### What you should do
Every line of the entries below from the one containing "assert_eq!(chain.expected_alpha(&receiver), Some(last.output));" to the one containing "let receiver = Address::repeat_byte(0x13);", both ends included, must be written out exactly. No other line belongs in the answer.

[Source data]

========

//! Try-and-increment hash-to-curve.
//!
//! `x₀ = field_hash(word(1) || pk.x || pk.y || alpha)` and, while `x_i` has no
//! square root for `x³ + 7`, `x_{i+1} = field_hash(x_i)`. The even root is
//! taken as `y`. This reproduces the on-chain construction bit for bit.

use crate::error::VrfError;
use crate::HASH_TO_CURVE_HASH_PREFIX;
use alloy_primitives::U256;
use orochi_crypto::field::{self, FIELD_SIZE};
use orochi_crypto::keccak256;
use orochi_types::{word, Point};

/// Keccak-256 as a field element: re-hash until the digest is below `p`.
pub fn field_hash(bytes: &[u8]) -> U256 {
    let mut x = U256::from_be_bytes(keccak256(bytes).0);
    while x >= FIELD_SIZE {
        x = U256::from_be_bytes(keccak256(&word(x)).0);
    }
    x
}

/// The candidate point for `bytes`; only on the curve if `x³ + 7` is a square.
fn new_candidate_point(bytes: &[u8]) -> Point {
    let x = field_hash(bytes);
    let mut y = field::sqrt(field::y_squared(x));
    if y.bit(0) {
        y = FIELD_SIZE - y;
    }
    Point::new(x, y)
}

/// Map `(public_key, alpha)` deterministically to a curve point.
///
/// Gives up after `max_attempts` candidates with [`VrfError::InvalidCurvePoint`];
/// with a sane bound this only happens on a broken implementation. An
/// off-curve `public_key` is rejected with the same error.
pub fn hash_to_curve(public_key: &Point, alpha: U256, max_attempts: u32) -> Result<Point, VrfError> {
    if !field::is_on_curve(public_key) {
        return Err(VrfError::InvalidCurvePoint);
    }

    let mut input = Vec::with_capacity(128);
    input.extend_from_slice(&word(U256::from(HASH_TO_CURVE_HASH_PREFIX)));
    input.extend_from_slice(&public_key.to_bytes());
    input.extend_from_slice(&word(alpha));

    let mut candidate = new_candidate_point(&input);
    for _ in 1..max_attempts {
        if field::is_on_curve(&candidate) {
            return Ok(candidate);
        }
        candidate = new_candidate_point(&word(candidate.x));
    }
    if field::is_on_curve(&candidate) {
        return Ok(candidate);
    }

    tracing::error!(
        max_attempts,
        alpha = %alpha,
        "hash-to-curve exhausted its candidate bound"
    );
    Err(VrfError::InvalidCurvePoint)
}

#[cfg(test)]
mod tests {
    use super::*;
    use crate::config::DEFAULT_MAX_HASH_TO_CURVE_ATTEMPTS;

    const PK_HEX: &str = "0446b01e9550b56f3655dbca90cfe6b31dec3ff137f825561c563444096803531e9d4f6e8329d300483a919b63843174f1fca692fc6d2c07b985f72386e4edc846";

    fn pk() -> Point {
        Point::from_hex(PK_HEX).unwrap()
    }

    #[test]
    fn oracle_public_key_is_on_curve() {
        assert!(field::is_on_curve(&pk()));
    }

    // Published hash-to-curve result for the oracle key above.
    const ORACLE_POINT_X: &str = "0x8eb08985a1403ef0eac3e81d264ad57c7705ef40220243f8c875b1f442ca5f94";
    const ORACLE_POINT_Y: &str = "0x72179fe0880780354cb355753b779c5ab68d85909521abee629ff64b43578d32";

    #[test]
    fn published_point_has_candidate_shape() {
        let x = word_from_hex(ORACLE_POINT_X);
        let y = word_from_hex(ORACLE_POINT_Y);
        let point = Point::new(x, y);
        assert!(field::is_on_curve(&point));
        assert!(!y.bit(0));
        // The root chosen for a candidate x is the even one.
        let mut root = field::sqrt(field::y_squared(x));
        if root.bit(0) {
            root = FIELD_SIZE - root;
        }
        assert_eq!(root, y);
    }

    fn word_from_hex(s: &str) -> U256 {
        orochi_types::parse_word(s).unwrap()
    }

    #[test]
    fn output_is_on_curve_with_even_y() {
        for seed in 0u64..16 {
            let h = hash_to_curve(&pk(), U256::from(seed), DEFAULT_MAX_HASH_TO_CURVE_ATTEMPTS)
                .unwrap();
            assert!(field::is_on_curve(&h));
            assert!(!h.y.bit(0));
        }
    }

    #[test]
    fn deterministic() {
        let alpha = U256::from(0xC0FFEEu64);
        let h1 = hash_to_curve(&pk(), alpha, DEFAULT_MAX_HASH_TO_CURVE_ATTEMPTS).unwrap();
        let h2 = hash_to_curve(&pk(), alpha, DEFAULT_MAX_HASH_TO_CURVE_ATTEMPTS).unwrap();
        assert_eq!(h1, h2);
    }

    #[test]
    fn different_inputs_map_to_different_points() {
        let h1 = hash_to_curve(&pk(), U256::from(1u8), DEFAULT_MAX_HASH_TO_CURVE_ATTEMPTS).unwrap();
        let h2 = hash_to_curve(&pk(), U256::from(2u8), DEFAULT_MAX_HASH_TO_CURVE_ATTEMPTS).unwrap();
        assert_ne!(h1, h2);

        let other_pk = orochi_crypto::curve::generator();
        let h3 = hash_to_curve(&other_pk, U256::from(1u8), DEFAULT_MAX_HASH_TO_CURVE_ATTEMPTS).unwrap();
        assert_ne!(h1, h3);
    }

    #[test]
    fn first_candidate_matches_prefixed_hash() {
        let alpha = U256::from(42u8);
        let mut input = word(U256::from(1u8)).to_vec();
        input.extend_from_slice(&pk().to_bytes());
        input.extend_from_slice(&word(alpha));
        let first = new_candidate_point(&input);

        let h = hash_to_curve(&pk(), alpha, DEFAULT_MAX_HASH_TO_CURVE_ATTEMPTS).unwrap();
        if field::is_on_curve(&first) {
            assert_eq!(h, first);
        } else {
            assert_ne!(h.x, first.x);
        }
    }

    #[test]
    fn single_attempt_bound_can_exhaust() {
        // Find a seed whose first candidate misses the curve, then cap at one try.
        let seed = (0u64..64)
            .map(U256::from)
            .find(|alpha| {
                let mut input = word(U256::from(1u8)).to_vec();
                input.extend_from_slice(&pk().to_bytes());
                input.extend_from_slice(&word(*alpha));
                !field::is_on_curve(&new_candidate_point(&input))
            })
            .expect("some seed needs a second candidate");
        assert_eq!(
            hash_to_curve(&pk(), seed, 1),
            Err(VrfError::InvalidCurvePoint)
        );
        assert!(hash_to_curve(&pk(), seed, DEFAULT_MAX_HASH_TO_CURVE_ATTEMPTS).is_ok());
    }

    #[test]
    fn off_curve_key_rejected() {
        assert_eq!(
            hash_to_curve(&Point::INFINITY, U256::from(1u8), DEFAULT_MAX_HASH_TO_CURVE_ATTEMPTS),
            Err(VrfError::InvalidCurvePoint)
        );
    }

    #[test]
    fn field_hash_is_reduced() {
        for i in 0u8..32 {
            assert!(field_hash(&[i]) < FIELD_SIZE);
        }
    }
}
//! Structured logging initialisation.
//!
//! Two output formats are supported:
//! - [`LogFormat::Human`]: readable lines with targets and thread ids.
//! - [`LogFormat::Json`]: newline-delimited JSON for log aggregation.
//!
//! Logs go to stderr so command output on stdout stays machine-readable.
//! `RUST_LOG` overrides the caller-supplied `level` filter when set
//! (e.g. `"info"`, `"debug,orochi_multisig=trace"`).

use serde::{Deserialize, Serialize};
use std::fmt;
use std::str::FromStr;
use thiserror::Error;
use tracing_subscriber::{fmt as tfmt, layer::SubscriberExt, util::SubscriberInitExt, EnvFilter};

/// Selects the output format for structured logs.
#[derive(Debug, Clone, Copy, Default, PartialEq, Eq, Serialize, Deserialize)]
#[serde(rename_all = "lowercase")]
pub enum LogFormat {
    #[default]
    Human,
    Json,
}

#[derive(Debug, Clone, PartialEq, Eq, Error)]
#[error("unknown log format '{0}' (expected 'human' or 'json')")]
pub struct UnknownLogFormat(pub String);

impl FromStr for LogFormat {
    type Err = UnknownLogFormat;

    fn from_str(s: &str) -> Result<Self, Self::Err> {
        match s.to_ascii_lowercase().as_str() {
            "human" => Ok(LogFormat::Human),
            "json" => Ok(LogFormat::Json),
            _ => Err(UnknownLogFormat(s.to_string())),
        }
    }
}

impl fmt::Display for LogFormat {
    fn fmt(&self, f: &mut fmt::Formatter<'_>) -> fmt::Result {
        f.write_str(match self {
            LogFormat::Human => "human",
            LogFormat::Json => "json",
        })
    }
}

/// Initialise the global tracing subscriber.
///
/// # Panics
///
/// Panics if a global subscriber has already been set.
pub fn init_logging(format: LogFormat, level: &str) {
    let filter = EnvFilter::try_from_default_env().unwrap_or_else(|_| EnvFilter::new(level));

    match format {
        LogFormat::Human => {
            tracing_subscriber::registry()
                .with(filter)
                .with(
                    tfmt::layer()
                        .with_writer(std::io::stderr)
                        .with_target(true)
                        .with_thread_ids(true),
                )
                .init();
        }
        LogFormat::Json => {
            tracing_subscriber::registry()
                .with(filter)
                .with(
                    tfmt::layer()
                        .json()
                        .with_writer(std::io::stderr)
                        .with_target(true)
                        .with_thread_ids(true),
                )
                .init();
        }
    }
}
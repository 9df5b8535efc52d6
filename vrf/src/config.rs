//! Verifier configuration.

use serde::{Deserialize, Serialize};

/// Default bound on hash-to-curve candidates.
///
/// Each candidate lands on the curve with probability about 1/2, so
/// exhausting 256 attempts does not happen for honest inputs.
pub const DEFAULT_MAX_HASH_TO_CURVE_ATTEMPTS: u32 = 256;

#[derive(Clone, Debug, PartialEq, Eq, Serialize, Deserialize)]
pub struct VrfConfig {
    /// Maximum number of try-and-increment candidates in hash-to-curve.
    #[serde(default = "default_max_hash_to_curve_attempts")]
    pub max_hash_to_curve_attempts: u32,
}

fn default_max_hash_to_curve_attempts() -> u32 {
    DEFAULT_MAX_HASH_TO_CURVE_ATTEMPTS
}

impl Default for VrfConfig {
    fn default() -> Self {
        Self {
            max_hash_to_curve_attempts: DEFAULT_MAX_HASH_TO_CURVE_ATTEMPTS,
        }
    }
}
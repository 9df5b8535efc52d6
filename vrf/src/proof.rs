//! The ECVRF proof as submitted by the oracle operator.

use alloy_primitives::{Address, U256};
use orochi_types::Point;
use serde::{Deserialize, Serialize};

/// An ECVRF proof together with the witnesses the verifier needs.
///
/// JSON field names follow the operator's publishing format
/// (`uWitness`, `cGammaWitness`, `sHashWitness`, `zInv`).
#[derive(Clone, Copy, Debug, PartialEq, Eq, Serialize, Deserialize)]
#[serde(rename_all = "camelCase")]
pub struct EcvrfProof {
    /// `Γ = sk · H`; the output is derived from it.
    pub gamma: Point,
    /// Challenge scalar.
    pub c: U256,
    /// Response scalar.
    pub s: U256,
    /// The seed this proof was produced for.
    pub alpha: U256,
    /// Address of `c · pk + s · G`.
    pub u_witness: Address,
    /// `c · Γ`.
    pub c_gamma_witness: Point,
    /// `s · H`.
    pub s_hash_witness: Point,
    /// Inverse of the projective `z` of `c·Γ + s·H`.
    pub z_inv: U256,
}

impl EcvrfProof {
    /// Every curve point carried by the proof, for on-curve validation.
    pub fn points(&self) -> [&Point; 3] {
        [&self.gamma, &self.c_gamma_witness, &self.s_hash_witness]
    }
}
use alloy_primitives::{Address, U256};
use orochi_nullables::NullProver;
use orochi_vrf::{EcvrfVerifier, EpochChain, VrfConfig, VrfError};

fn chain(prover: &NullProver) -> EpochChain {
    EpochChain::new(EcvrfVerifier::new(prover.public_key(), VrfConfig::default()).unwrap())
}

#[test]
fn chained_epochs_publish_in_order() {
    let prover = NullProver::from_label("orand-operator");
    let mut chain = chain(&prover);
    let receiver = Address::repeat_byte(0x10);

    let proofs = prover.prove_chain(U256::from(1234u64), 4);
    for (i, proof) in proofs.iter().enumerate() {
        let record = chain.publish(receiver, proof).unwrap();
        assert_eq!(record.epoch, i as u64);
        assert_eq!(record.alpha, proof.alpha);
    }
    assert_eq!(chain.epoch_count(&receiver), 4);

    let last = chain.current_epoch(&receiver).unwrap();
    assert_eq!(last.epoch, 3);
    assert_eq!(chain.expected_alpha(&receiver), Some(last.output));
    for pair in chain.epochs(&receiver).windows(2) {
        assert_eq!(pair[1].alpha, pair[0].output);
    }
}

#[test]
fn unchained_proof_is_rejected_without_side_effects() {
    let prover = NullProver::from_label("orand-operator");
    let mut chain = chain(&prover);
    let receiver = Address::repeat_byte(0x11);

    chain.publish(receiver, &prover.prove(U256::from(1u8))).unwrap();
    let stray = prover.prove(U256::from(2u8));
    assert_eq!(chain.publish(receiver, &stray), Err(VrfError::InvalidAlphaValue));
    assert_eq!(chain.epoch_count(&receiver), 1);
}

#[test]
fn pinned_genesis_must_match() {
    let prover = NullProver::from_label("orand-operator");
    let mut chain = chain(&prover);
    let receiver = Address::repeat_byte(0x12);

    chain.seed_genesis(receiver, U256::from(100u8)).unwrap();
    assert_eq!(
        chain.publish(receiver, &prover.prove(U256::from(99u8))),
        Err(VrfError::InvalidAlphaValue)
    );
    chain.publish(receiver, &prover.prove(U256::from(100u8))).unwrap();
    assert_eq!(
        chain.seed_genesis(receiver, U256::from(1u8)),
        Err(VrfError::GenesisAlreadySeeded)
    );
}

#[test]
fn receivers_are_independent() {
    let prover = NullProver::from_label("orand-operator");
    let mut chain = chain(&prover);
    let (a, b) = (Address::repeat_byte(0x01), Address::repeat_byte(0x02));

    chain.publish(a, &prover.prove(U256::from(1u8))).unwrap();
    chain.publish(b, &prover.prove(U256::from(2u8))).unwrap();
    assert_eq!(chain.epoch_count(&a), 1);
    assert_eq!(chain.epoch_count(&b), 1);
    assert_ne!(
        chain.current_epoch(&a).unwrap().output,
        chain.current_epoch(&b).unwrap().output
    );
}

#[test]
fn forged_epoch_is_not_recorded() {
    let prover = NullProver::from_label("orand-operator");
    let mut chain = chain(&prover);
    let receiver = Address::repeat_byte(0x13);

    let mut proof = prover.prove(U256::from(1u8));
    proof.s = proof.s.add_mod(U256::from(1u8), orochi_crypto::GROUP_ORDER);
    assert!(chain.publish(receiver, &proof).is_err());
    assert!(chain.current_epoch(&receiver).is_none());
}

========

### Solution
    assert_eq!(chain.expected_alpha(&receiver), Some(last.output));
    for pair in chain.epochs(&receiver).windows(2) {
        assert_eq!(pair[1].alpha, pair[0].output);
    }
}

#[test]
fn unchained_proof_is_rejected_without_side_effects() {
    let prover = NullProver::from_label("orand-operator");
    let mut chain = chain(&prover);
    let receiver = Address::repeat_byte(0x11);

    chain.publish(receiver, &prover.prove(U256::from(1u8))).unwrap();
    let stray = prover.prove(U256::from(2u8));
    assert_eq!(chain.publish(receiver, &stray), Err(VrfError::InvalidAlphaValue));
    assert_eq!(chain.epoch_count(&receiver), 1);
}

#[test]
fn pinned_genesis_must_match() {
    let prover = NullProver::from_label("orand-operator");
    let mut chain = chain(&prover);
    let receiver = Address::repeat_byte(0x12);

    chain.seed_genesis(receiver, U256::from(100u8)).unwrap();
    assert_eq!(
        chain.publish(receiver, &prover.prove(U256::from(99u8))),
        Err(VrfError::InvalidAlphaValue)
    );
    chain.publish(receiver, &prover.prove(U256::from(100u8))).unwrap();
    assert_eq!(
        chain.seed_genesis(receiver, U256::from(1u8)),
        Err(VrfError::GenesisAlreadySeeded)
    );
}

#[test]
fn receivers_are_independent() {
    let prover = NullProver::from_label("orand-operator");
    let mut chain = chain(&prover);
    let (a, b) = (Address::repeat_byte(0x01), Address::repeat_byte(0x02));

    chain.publish(a, &prover.prove(U256::from(1u8))).unwrap();
    chain.publish(b, &prover.prove(U256::from(2u8))).unwrap();
    assert_eq!(chain.epoch_count(&a), 1);
    assert_eq!(chain.epoch_count(&b), 1);
    assert_ne!(
        chain.current_epoch(&a).unwrap().output,
        chain.current_epoch(&b).unwrap().output
    );
}

#[test]
fn forged_epoch_is_not_recorded() {
    let prover = NullProver::from_label("orand-operator");
    let mut chain = chain(&prover);
    let receiver = Address::repeat_byte(0x13);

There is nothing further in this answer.